▶ Problem to solve:
Search the data below for the word "LogLevel" and copy each line that holds it.

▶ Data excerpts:
· · ·

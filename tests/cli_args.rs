use clap::Parser;
use fsutils::cli::{Args, Command};
use fsutils::{Config, LogLevel, TraversalOrder};
use std::path::PathBuf;

#[test]
fn effective_log_level_precedence() {
    let args = Args::parse_from(["fsutils", "--debug", "--log-level", "quiet", "cwd"]);
    assert_eq!(args.effective_log_level(), Some(LogLevel::Debug));

    let args = Args::parse_from(["fsutils", "cwd", "--log-level", "info"]);
    assert_eq!(args.effective_log_level(), Some(LogLevel::Info));
}

#[test]
fn size_flags_override_config() {
    let args = Args::parse_from([
        "fsutils", "size", "/data", "--max-depth", "3", "--order", "fifo", "--log-file", "/tmp/x.log",
    ]);
    assert_eq!(
        args.command,
        Some(Command::Size {
            path: PathBuf::from("/data"),
            max_depth: Some(3),
            order: Some(TraversalOrder::Fifo),
        })
    );
    let mut cfg = Config {
        max_depth: 9,
        ..Config::default()
    };
    args.apply_overrides(&mut cfg);
    assert_eq!(cfg.max_depth, 3);
    assert_eq!(cfg.order, TraversalOrder::Fifo);
    assert_eq!(cfg.log_file, Some(PathBuf::from("/tmp/x.log")));
}

#[test]
fn unset_flags_keep_config() {
    let args = Args::parse_from(["fsutils", "size", "/data"]);
    let mut cfg = Config {
        max_depth: 4,
        order: TraversalOrder::Fifo,
        log_level: LogLevel::Quiet,
        log_file: None,
    };
    let before = cfg.clone();
    args.apply_overrides(&mut cfg);
    assert_eq!(cfg, before);
}

#[test]
fn bad_order_is_rejected() {
    assert!(Args::try_parse_from(["fsutils", "size", "/data", "--order", "random"]).is_err());
}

· · ·

▶ Problem solution:
use fsutils::{Config, LogLevel, TraversalOrder};
    assert_eq!(args.effective_log_level(), Some(LogLevel::Debug));
    assert_eq!(args.effective_log_level(), Some(LogLevel::Info));
        log_level: LogLevel::Quiet,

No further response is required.